The COOL law requires meat, fish, shellfish, fresh and frozen fruits and vegetables and certain nuts to be labeled with the country where the animal/plant from which it was derived was born, raised and harvested.
Following a May World Trade Organization ruling that affirmed the COOL rule discriminates against Canadian and Mexican products, both countries may be allowed to place retaliatory tariffs on U.S. goods going into their countries, thus creating a short timeline for action on COOL.
In its letter, NPPC and the state pork associations urged lawmakers "to introduce and pass legislation to repeal country of origin labeling requirements for pork, beef and poultry before the August recess. Without swift repeal, the Congress will imperil U.S. exports and jobs."
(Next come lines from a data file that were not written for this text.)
// Test fixtures - reusable test data
// Provides consistent dates, events and group documents across test files

#![allow(dead_code)]

use chrono::{Duration, NaiveDate, NaiveDateTime};
use family_calendar::models::event::{CalendarEvent, ResponsibilitySubEvent};

/// Sample dates for testing
pub mod dates {
    use super::*;

    /// Returns Tue Mar 3, 2026 at the given time
    pub fn mar_3_2026(hour: u32, minute: u32) -> NaiveDateTime {
        NaiveDate::from_ymd_opt(2026, 3, 3)
            .unwrap()
            .and_hms_opt(hour, minute, 0)
            .unwrap()
    }

    /// Returns Jan 31, 2026 at 15:00 (month paging clamps from here)
    pub fn jan_31_2026() -> NaiveDateTime {
        NaiveDate::from_ymd_opt(2026, 1, 31)
            .unwrap()
            .and_hms_opt(15, 0, 0)
            .unwrap()
    }

    /// Returns Feb 29, 2024 (leap year)
    pub fn leap_day_2024() -> NaiveDateTime {
        NaiveDate::from_ymd_opt(2024, 2, 29)
            .unwrap()
            .and_hms_opt(12, 0, 0)
            .unwrap()
    }

    pub fn day(year: i32, month: u32, day: u32) -> NaiveDate {
        NaiveDate::from_ymd_opt(year, month, day).unwrap()
    }
}

/// Sample events for testing
pub mod events {
    use super::*;

    /// Timed event on Mar 3, 2026 between the given (hour, minute) pairs
    pub fn timed(id: &str, start: (u32, u32), end: (u32, u32)) -> CalendarEvent {
        CalendarEvent::new(
            id,
            dates::mar_3_2026(start.0, start.1),
            dates::mar_3_2026(end.0, end.1),
        )
        .unwrap()
    }

    /// The three-event overlap scenario: A 10:00-11:00, B 10:30-11:30, C 12:00-13:00
    pub fn overlap_scenario() -> Vec<CalendarEvent> {
        vec![
            timed("A", (10, 0), (11, 0)),
            timed("B", (10, 30), (11, 30)),
            timed("C", (12, 0), (13, 0)),
        ]
    }

    /// All-day event spanning `days` days from Mar 3, 2026
    pub fn all_day(id: &str, days: i64) -> CalendarEvent {
        let start = dates::mar_3_2026(0, 0);
        CalendarEvent::new(id, start, start + Duration::days(days))
            .unwrap()
            .all_day(true)
    }

    /// Event with a single responsibility hand-off overlapping it
    pub fn with_pickup(id: &str) -> CalendarEvent {
        timed(id, (15, 0), (16, 0)).with_responsibility(ResponsibilitySubEvent {
            id: format!("{}-pickup", id),
            start: dates::mar_3_2026(15, 45),
            end: dates::mar_3_2026(16, 15),
            assignee_ref: Some("dad".to_string()),
        })
    }
}

/// JSON group documents as read by the JSON event source
pub mod documents {
    /// A small family group with one hidden layer and one malformed event
    pub const FAMILY_GROUP: &str = r##"{
        "group": "family",
        "events": [
            {
                "id": "school-run",
                "title": "School run",
                "startTime": "2026-03-03T08:00:00",
                "endTime": "2026-03-03T08:45:00",
                "attendeeRefs": ["mum"],
                "responsibilitySubEvents": [
                    {
                        "id": "school-run-drive",
                        "startTime": "2026-03-03T08:00:00",
                        "endTime": "2026-03-03T08:30:00",
                        "assigneeRef": "mum"
                    }
                ]
            },
            {
                "id": "piano",
                "title": "Piano lesson",
                "startTime": "2026-03-03T08:15:00+11:00",
                "endTime": "2026-03-03T09:00:00+11:00",
                "attendeeRefs": ["kid"]
            },
            {
                "id": "gym",
                "title": "Gym",
                "startTime": "2026-03-03T08:00:00",
                "endTime": "2026-03-03T09:00:00",
                "attendeeRefs": ["dad"]
            },
            {
                "id": "broken",
                "startTime": "not a date",
                "endTime": "2026-03-03T09:00:00"
            }
        ],
        "preferences": {
            "layers": {
                "dad": { "visible": false },
                "kid": { "visible": true, "colorOverride": "#ff8800" }
            }
        }
    }"##;
}
//! Day-view layout: timed events, responsibilities and all-day bars.

use chrono::NaiveDate;

use crate::models::event::{minute_range, CalendarEvent};
use crate::models::grid::{GridWindow, HOURS_PER_DAY};
use crate::models::layout::{DayBar, DayLayout, EventPlacement, LaneAssignment, LaneKind};
use crate::models::settings::MAX_MARGIN_DAYS;
use crate::utils::date::MINUTES_PER_DAY;

use super::scan_line::{assign_lanes, LayoutInterval};

/// Inclusive minute window laid out for a grid window, widened by `margin_days`.
pub fn layout_window_minutes(window: &GridWindow, margin_days: i64) -> (i64, i64) {
    let (start_hour, end_hour) = window.hour_span();
    let margin = margin_days.clamp(0, MAX_MARGIN_DAYS) * MINUTES_PER_DAY;
    (start_hour * 60 - margin, end_hour * 60 - 1 + margin)
}

/// Lay out every event intersecting `window_minutes`.
///
/// Ordinary timed events and responsibility sub-events get independent lane
/// spaces; all-day events are laid out by day in a third set.
pub fn layout_day<'a, I>(
    events: I,
    window_minutes: (i64, i64),
    epoch: NaiveDate,
    expand_lanes: bool,
) -> DayLayout
where
    I: IntoIterator<Item = &'a CalendarEvent>,
{
    let (lo, hi) = window_minutes;
    let (lo_day, hi_day) = (lo.div_euclid(MINUTES_PER_DAY), hi.div_euclid(MINUTES_PER_DAY));

    let mut timed = Vec::new();
    let mut responsibilities = Vec::new();
    let mut all_day = Vec::new();

    for event in events {
        if event.is_all_day {
            let (first, last) = event.day_range(epoch);
            let interval = LayoutInterval::new(event.id.as_str(), first, last);
            all_day.extend(interval.clipped(lo_day, hi_day));
        } else {
            let (first, last) = event.minute_range(epoch);
            timed.extend(LayoutInterval::new(event.id.as_str(), first, last).clipped(lo, hi));
        }

        for sub in &event.responsibility_sub_events {
            let (first, last) = minute_range(sub.start, sub.end, epoch);
            let interval = LayoutInterval::new(sub.id.as_str(), first, last);
            responsibilities.extend(interval.clipped(lo, hi));
        }
    }

    DayLayout {
        events: assign_lanes(&timed, expand_lanes),
        responsibilities: assign_lanes(&responsibilities, expand_lanes),
        all_day: assign_lanes(&all_day, expand_lanes),
    }
}

fn place(
    kind: LaneKind,
    assignments: &[LaneAssignment],
    window: &GridWindow,
    out: &mut Vec<EventPlacement>,
) {
    let (top, bottom) = (window.first_row as f64, window.end_row() as f64);
    for col in window.first_col..window.end_col() {
        let column_origin = (col * HOURS_PER_DAY) as f64;
        for assignment in assignments {
            let row_start = assignment.first as f64 / 60.0 - column_origin;
            let row_end = (assignment.last + 1) as f64 / 60.0 - column_origin;
            if row_end > top && row_start < bottom {
                out.push(EventPlacement {
                    kind,
                    slot: assignment.slot.clone(),
                    col,
                    row_start,
                    row_end,
                });
            }
        }
    }
}

/// Blocks for every visible column. Column `c` shows the timeline starting
/// at day `c` midnight, so an event may appear in more than one column.
pub fn place_timed(layout: &DayLayout, window: &GridWindow) -> Vec<EventPlacement> {
    let mut placements = Vec::new();
    if window.is_empty() {
        return placements;
    }
    place(LaneKind::Event, &layout.events, window, &mut placements);
    place(LaneKind::Responsibility, &layout.responsibilities, window, &mut placements);
    placements
}

/// All-day bars clipped to the visible columns' header days.
pub fn place_all_day(layout: &DayLayout, window: &GridWindow) -> Vec<DayBar> {
    if window.is_empty() {
        return Vec::new();
    }
    let (first_visible, last_visible) = (window.first_col, window.end_col() - 1);
    layout
        .all_day
        .iter()
        .filter(|a| a.last >= first_visible && a.first <= last_visible)
        .map(|a| DayBar {
            kind: LaneKind::Event,
            slot: a.slot.clone(),
            first_day: a.first.max(first_visible),
            last_day: a.last.min(last_visible),
        })
        .collect()
}
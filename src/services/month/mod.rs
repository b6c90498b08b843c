// Month service module
// Whole-month paging for the month view

pub mod pager;

pub use pager::{MonthGridVirtualizer, PageEvent};
use std::fs;
use std::process::Command;

mod common;

fn record_file_sort() -> Command {
    Command::new(env!("CARGO_BIN_EXE_record-file-sort"))
}

#[test]
fn test_usage_error() -> Result<(), anyhow::Error> {
    let status = record_file_sort().status()?;
    assert!(!status.success());
    assert_eq!(status.code(), Some(2));

    let status = record_file_sort().args(["a", "b", "c"]).status()?;
    assert_eq!(status.code(), Some(2));
    Ok(())
}

#[test]
fn test_missing_input() -> Result<(), anyhow::Error> {
    common::setup();
    let dir = common::temp_dir("./target/results/");
    let output = record_file_sort()
        .arg(dir.join("missing.tsv"))
        .arg(dir.join("output.tsv"))
        .output()?;
    assert_eq!(output.status.code(), Some(1));
    assert!(String::from_utf8_lossy(&output.stdout).contains("does not exist"));
    assert!(!dir.join("output.tsv").exists());
    fs::remove_dir_all(dir)?;
    Ok(())
}

#[test]
fn test_sort() -> Result<(), anyhow::Error> {
    common::setup();
    let dir = common::temp_dir("./target/results/");
    let input_path = dir.join("input.tsv");
    let output_path = dir.join("output.tsv");
    fs::write(&input_path, "A\t100\tfoo\nB\t50\tbar\nA\t10\tbaz\n")?;

    let status = record_file_sort()
        .arg(&input_path)
        .arg(&output_path)
        .args(["--chunk-size-bytes", "10", "--tasks", "2", "--log-level", "warn"])
        .arg("--tmp-dir")
        .arg(&dir)
        .status()?;
    assert!(status.success());
    assert_eq!(fs::read_to_string(&output_path)?, "A\t10\tbaz\nA\t100\tfoo\nB\t50\tbar\n");

    let status = record_file_sort().arg(&output_path).arg("--check").status()?;
    assert!(status.success());
    let status = record_file_sort().arg(&input_path).arg("--check").status()?;
    assert_eq!(status.code(), Some(1));
    fs::remove_dir_all(dir)?;
    Ok(())
}

#[test]
fn test_parse_error_exit_code() -> Result<(), anyhow::Error> {
    common::setup();
    let dir = common::temp_dir("./target/results/");
    let input_path = dir.join("input.tsv");
    let output_path = dir.join("output.tsv");
    fs::write(&input_path, "A\t100\tfoo\nB\n")?;

    let status = record_file_sort()
        .arg(&input_path)
        .arg(&output_path)
        .arg("--tmp-dir")
        .arg(&dir)
        .status()?;
    assert_eq!(status.code(), Some(1));
    assert!(!output_path.exists());
    assert_eq!(common::dir_entries(&dir)?, vec![input_path]);
    fs::remove_dir_all(dir)?;
    Ok(())
}
use std::fs;
use std::fs::File;
use std::io::{BufRead, BufReader, BufWriter, Write};
use std::path::{Path, PathBuf};
use std::str::FromStr;

use data_encoding::HEXLOWER;
use rand::rngs::StdRng;
use rand::{Rng, SeedableRng};

pub fn setup() {
    let results_dir_path = PathBuf::from_str("./target/results/").unwrap();
    let parallel_results_dir_path = PathBuf::from_str("./target/parallel-results/").unwrap();

    if !results_dir_path.exists() {
        fs::create_dir_all(&results_dir_path).unwrap_or_else(|_|
            panic!("Failed to create results directory: {:?}", results_dir_path)
        );
    }

    if !parallel_results_dir_path.exists() {
        fs::create_dir_all(&parallel_results_dir_path).unwrap_or_else(|_|
            panic!("Failed to create parallel results directory: {:?}", parallel_results_dir_path)
        );
    }
}

#[allow(dead_code)]
pub fn read_lines(path: &Path) -> Result<Vec<String>, anyhow::Error> {
    let reader = BufReader::new(File::open(path)?);
    let lines = reader.lines().map(|x| x.unwrap()).collect();
    Ok(lines)
}

#[allow(dead_code)]
pub fn write_lines(path: &Path, lines: &[String]) -> Result<(), anyhow::Error> {
    let mut writer = BufWriter::new(File::create(path)?);
    for line in lines {
        writeln!(writer, "{}", line)?;
    }
    writer.flush()?;
    Ok(())
}

#[allow(dead_code)]
pub fn temp_file_name(dir: &str) -> PathBuf {
    let mut result = PathBuf::from(dir);
    let name = HEXLOWER.encode(&rand::random::<[u8; 16]>());
    result.push(name);
    result
}

/// Create a new empty directory with a random name under `dir`.
#[allow(dead_code)]
pub fn temp_dir(dir: &str) -> PathBuf {
    let path = temp_file_name(dir);
    fs::create_dir_all(&path).unwrap_or_else(|_|
        panic!("Failed to create directory: {:?}", path)
    );
    path
}

#[allow(dead_code)]
pub fn dir_entries(dir: &Path) -> Result<Vec<PathBuf>, anyhow::Error> {
    let mut entries = Vec::new();
    for entry in fs::read_dir(dir)? {
        entries.push(entry?.path());
    }
    entries.sort();
    Ok(entries)
}

/// Records with few distinct ids, duplicate keys and a payload unique to each line.
#[allow(dead_code)]
pub fn random_records(count: usize, seed: u64) -> Vec<String> {
    let mut rng = StdRng::seed_from_u64(seed);
    (0..count)
        .map(|i| {
            let id = format!("id-{}", rng.gen_range(0..50));
            let timestamp: i64 = rng.gen_range(-1_000..1_000);
            format!("{}\t{}\tpayload-{}\t{}", id, timestamp, i, rng.gen::<u32>())
        })
        .collect()
}

/// Stable in-memory sort by id bytes and numeric timestamp.
#[allow(dead_code)]
pub fn sorted_copy(lines: &[String]) -> Vec<String> {
    let mut sorted = lines.to_vec();
    sorted.sort_by_key(|line| {
        let mut fields = line.split('\t');
        let id = fields.next().unwrap().as_bytes().to_vec();
        let timestamp = i64::from_str(fields.next().unwrap()).unwrap();
        (id, timestamp)
    });
    sorted
}
use std::io::BufRead;

/// Reads terminator-delimited lines as raw bytes, stripping the terminator and a `'\r'` right
/// before a `'\n'` terminator.
pub(crate) struct LineReader<R> {
    reader: R,
    endl: u8,
    line_number: usize,
}

impl<R: BufRead> LineReader<R> {
    pub(crate) fn new(reader: R, endl: u8) -> LineReader<R> {
        LineReader {
            reader,
            endl,
            line_number: 0,
        }
    }

    /// 1-based number of the last line returned by [LineReader::next_line].
    pub(crate) fn line_number(&self) -> usize {
        self.line_number
    }

    pub(crate) fn next_line(&mut self) -> Result<Option<Vec<u8>>, anyhow::Error> {
        let mut line = Vec::new();
        if self.reader.read_until(self.endl, &mut line)? == 0 {
            return Ok(None);
        }
        self.line_number += 1;
        if line.last() == Some(&self.endl) {
            line.pop();
            if self.endl == b'\n' && line.last() == Some(&b'\r') {
                line.pop();
            }
        }
        Ok(Some(line))
    }
}
use std::path::PathBuf;
use std::process::ExitCode;
use std::time::Instant;

use clap::Parser;
use log::LevelFilter;
use simple_logger::SimpleLogger;

use record_file_sort::sort::{Sort, DEFAULT_CHUNK_SIZE_BYTES};

/// Sort a tab separated record file by id and then by timestamp.
///
/// Every input line must be `id<TAB>timestamp[<TAB>payload...]` where the timestamp is a signed
/// 64 bit integer.
#[derive(Parser, Debug)]
#[command(version, about)]
struct Args {
    /// Input file
    input: PathBuf,

    /// Output file
    #[arg(required_unless_present = "check")]
    output: Option<PathBuf>,

    /// Chunk size threshold, in bytes of line content, for the in-memory sort
    #[arg(long, default_value_t = DEFAULT_CHUNK_SIZE_BYTES)]
    chunk_size_bytes: u64,

    /// Number of chunk sorting threads, 0 uses all cores
    #[arg(long, default_value_t = 0)]
    tasks: usize,

    /// Directory for intermediate files, defaults to the system temp dir
    #[arg(long)]
    tmp_dir: Option<PathBuf>,

    /// Only check whether the input is sorted, exit with 1 when it is not
    #[arg(long)]
    check: bool,

    /// Log level: off, error, warn, info, debug or trace
    #[arg(long, default_value = "info", value_parser = parse_level)]
    log_level: LevelFilter,
}

fn parse_level(level: &str) -> Result<LevelFilter, String> {
    level
        .parse()
        .map_err(|_| format!("invalid log level: {level}"))
}

fn run(args: &Args) -> Result<ExitCode, anyhow::Error> {
    let output = args.output.clone().unwrap_or_default();
    let mut sort = Sort::new(vec![args.input.clone()], output.clone());
    sort.with_chunk_size_bytes(args.chunk_size_bytes);
    sort.with_tasks(args.tasks);
    if let Some(tmp_dir) = &args.tmp_dir {
        sort.with_tmp_dir(tmp_dir.clone());
    }

    if args.check {
        let sorted = sort.check()?;
        log::info!("{} is {}sorted", args.input.display(), if sorted { "" } else { "not " });
        return Ok(if sorted { ExitCode::SUCCESS } else { ExitCode::FAILURE });
    }

    log::info!("Starting sort of {}", args.input.display());
    let stats = sort.sort()?;
    log::info!(
        "Sorting completed. Output file: {}, records: {}, chunks: {}",
        output.display(),
        stats.records(),
        stats.chunks()
    );
    Ok(ExitCode::SUCCESS)
}

fn main() -> ExitCode {
    let args = Args::parse();
    if let Err(e) = SimpleLogger::new().with_level(args.log_level).init() {
        eprintln!("Failed to initialize logging: {e}");
    }

    let start = Instant::now();
    let exit_code = match run(&args) {
        Ok(exit_code) => exit_code,
        Err(e) => {
            log::error!("{:#}", e);
            ExitCode::FAILURE
        }
    };
    log::info!("Elapsed time: {:.3} seconds", start.elapsed().as_secs_f64());
    exit_code
}
use std::num::ParseIntError;
use std::path::PathBuf;

use thiserror::Error;

/// Failure to extract the composite key from a line.
///
/// `line` holds the offending line, bytes that are not UTF-8 shown as replacement chars.
#[derive(Debug, Error)]
pub enum ParseError {
    /// The line has fewer than two tab separated fields.
    #[error("missing timestamp field, line: {line:?}")]
    MissingTimestamp { line: String },
    /// The second field is not a base-10 signed 64 bit integer.
    #[error("invalid timestamp {value:?}: {source}, line: {line:?}")]
    InvalidTimestamp {
        line: String,
        value: String,
        #[source]
        source: ParseIntError,
    },
}

/// Fatal conditions reported by [crate::sort::Sort].
///
/// Lower level I/O failures are carried as [anyhow::Error] with path context. The variants here
/// are the ones a caller may want to match on, recovered with
/// `error.downcast_ref::<SortError>()`.
#[derive(Debug, Error)]
pub enum SortError {
    #[error("input file does not exist or is not a regular file: {}", path.display())]
    InputNotFound { path: PathBuf },
    /// A record of `path` failed to parse. `line` is the 1-based line number within that file.
    #[error("file: {}, line: {line}, error: {source}", path.display())]
    Parse {
        path: PathBuf,
        line: usize,
        #[source]
        source: ParseError,
    },
    #[error("sort cancelled")]
    Cancelled,
}
use std::fs::{File, OpenOptions};
use std::io::{BufReader, BufWriter, Write};
use std::path::{Path, PathBuf};
use std::sync::{Arc, Mutex};

use anyhow::{anyhow, Context};
use command_executor::command::Command;

use crate::config::Config;
use crate::error::SortError;
use crate::line_reader::LineReader;
use crate::partition::{chunk_path, UnsortedChunk};
use crate::record::LineRecord;
use crate::sorted_chunk_file::SortedChunkFile;

pub(crate) type SortOutcomes = Arc<Mutex<Vec<Result<SortedChunkFile, anyhow::Error>>>>;

fn read_records(chunk: &UnsortedChunk, config: &Config) -> Result<Vec<LineRecord>, anyhow::Error> {
    let file = File::open(chunk.path())
        .with_context(|| anyhow!("path: {}", chunk.path().display()))?;
    let mut reader = LineReader::new(BufReader::new(file), config.endl());
    let mut records = Vec::with_capacity(chunk.lines());
    while let Some(line) = reader
        .next_line()
        .with_context(|| anyhow!("path: {}", chunk.path().display()))?
    {
        let record = LineRecord::parse(line)
            .map_err(|e| {
                let (path, line) = match chunk.origin(reader.line_number()) {
                    Some((path, line)) => (path.clone(), line),
                    None => (chunk.path().clone(), reader.line_number()),
                };
                SortError::Parse { path, line, source: e }
            })
            .with_context(|| format!("chunk: {}", chunk.index()))?;
        records.push(record);
    }
    Ok(records)
}

/// Sort one chunk in memory and persist it next to the unsorted chunk, which is then removed.
///
/// Records with equal keys keep their chunk order.
pub(crate) fn sort_chunk(chunk: &UnsortedChunk, dir: &Path, config: &Config) -> Result<SortedChunkFile, anyhow::Error> {
    config.check_cancelled()?;
    let mut records = read_records(chunk, config)?;
    records.sort();

    let path = chunk_path(dir, chunk.index(), "sorted");
    let file = OpenOptions::new()
        .write(true)
        .create_new(true)
        .open(&path)
        .with_context(|| anyhow!("path: {}", path.display()))?;
    let mut writer = BufWriter::new(file);
    for record in &records {
        writer
            .write_all(record.render())
            .and_then(|_| writer.write_all(&[config.endl()]))
            .with_context(|| anyhow!("path: {}", path.display()))?;
    }
    writer
        .flush()
        .with_context(|| anyhow!("path: {}", path.display()))?;

    std::fs::remove_file(chunk.path())
        .with_context(|| anyhow!("remove: {}", chunk.path().display()))?;
    log::debug!("Sorted chunk {}, lines: {}", chunk.index(), records.len());
    Ok(SortedChunkFile::new(chunk.index(), path, records.len()))
}

/// Chunk sort task for the sorting pool.
///
/// Failures are not returned from [Command::execute]. They are pushed to the shared outcomes and
/// abort the run, so that pending tasks skip their chunks.
pub(crate) struct SortCommand {
    chunk: UnsortedChunk,
    dir: PathBuf,
    config: Config,
    outcomes: SortOutcomes,
}

impl SortCommand {
    pub(crate) fn new(chunk: UnsortedChunk, dir: PathBuf, config: Config, outcomes: SortOutcomes) -> SortCommand {
        SortCommand {
            chunk,
            dir,
            config,
            outcomes,
        }
    }
}

impl Command for SortCommand {
    fn execute(&self) -> Result<(), anyhow::Error> {
        let outcome = sort_chunk(&self.chunk, &self.dir, &self.config);
        if let Err(e) = &outcome {
            log::error!("Failed to sort chunk {}: {:#}", self.chunk.index(), e);
            self.config.abort();
        }
        self.outcomes
            .lock()
            .map_err(|_| anyhow!("sort outcomes lock poisoned"))?
            .push(outcome);
        Ok(())
    }
}
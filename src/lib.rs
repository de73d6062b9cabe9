//! This crate implements an external sort for tab separated record files, ordering the records
//! by an id and then by a numeric timestamp.
//!
//! Each line of the input is a record: an id, a signed 64 bit timestamp and an optional payload,
//! separated by TABs. Files that do not fit in memory are sorted in three phases:
//!
//! 1. the input is split into chunks of bounded size, kept in input order
//! 2. every chunk is sorted in memory, chunks are sorted in parallel on a thread pool
//! 3. the sorted chunks are merged with a k-way merge into the output
//!
//! Records with equal keys keep their input order. Intermediate files are removed on success
//! and on failure, and a failed sort never leaves a partially written output behind.
//!
//! # Examples
//! ```
//! use std::path::PathBuf;
//! use record_file_sort::sort::Sort;
//!
//! fn sort_records(input: PathBuf, output: PathBuf, tmp: PathBuf) -> Result<(), anyhow::Error> {
//!     let mut sort = Sort::new(vec![input], output);
//!
//!     // set number of CPU cores used to sort chunks. The default is to use all available cores.
//!     sort.with_tasks(2);
//!
//!     // set the directory for intermediate results. The default is the system temp dir -
//!     // std::env::temp_dir(), however, for large files it is recommended to provide a dedicated
//!     // directory for intermediate files, preferably on the same file system as the output result.
//!     sort.with_tmp_dir(tmp);
//!
//!     // upper bound, give or take one record, of the line content held in memory per task
//!     sort.with_chunk_size_bytes(10_000_000);
//!
//!     sort.sort()?;
//!     Ok(())
//! }
//! ```
//!

pub(crate) mod config;
pub(crate) mod line_reader;
pub(crate) mod merge;
pub(crate) mod partition;
pub(crate) mod sort_command;
pub(crate) mod sorted_chunk_file;

pub mod error;
pub mod record;
pub mod sort;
Canada has asked the WTO to authorize $3 billion (Canadian dollars, or about $2.4 billion U.S. dollars) a year in retaliatory tariffs against U.S. imports, and Mexico is seeking $713 million in retaliation.
Some senators have suggested making COOL voluntary, a proposal dismissed by the pork groups.
"At this point, if Congress were to change the labeling law, the WTO would not review such changes," the organizations said in their letter. "The only thing left for the WTO to do in the case is to determine the level of retaliation that Canada and Mexico can extract from the United States, whose day in court is over."
They pointed out that Canada and Mexico are insisting that they will not remove the retaliatory tariffs on U.S. products until there the meat labeling provisions of COOL are repealed.
The House in June approved H.R. 2393 to amend the Agricultural Marketing Act of 1946 to repeal the meat labeling provisions. NPPC and the state pork associations are urging the Senate to take up that measure.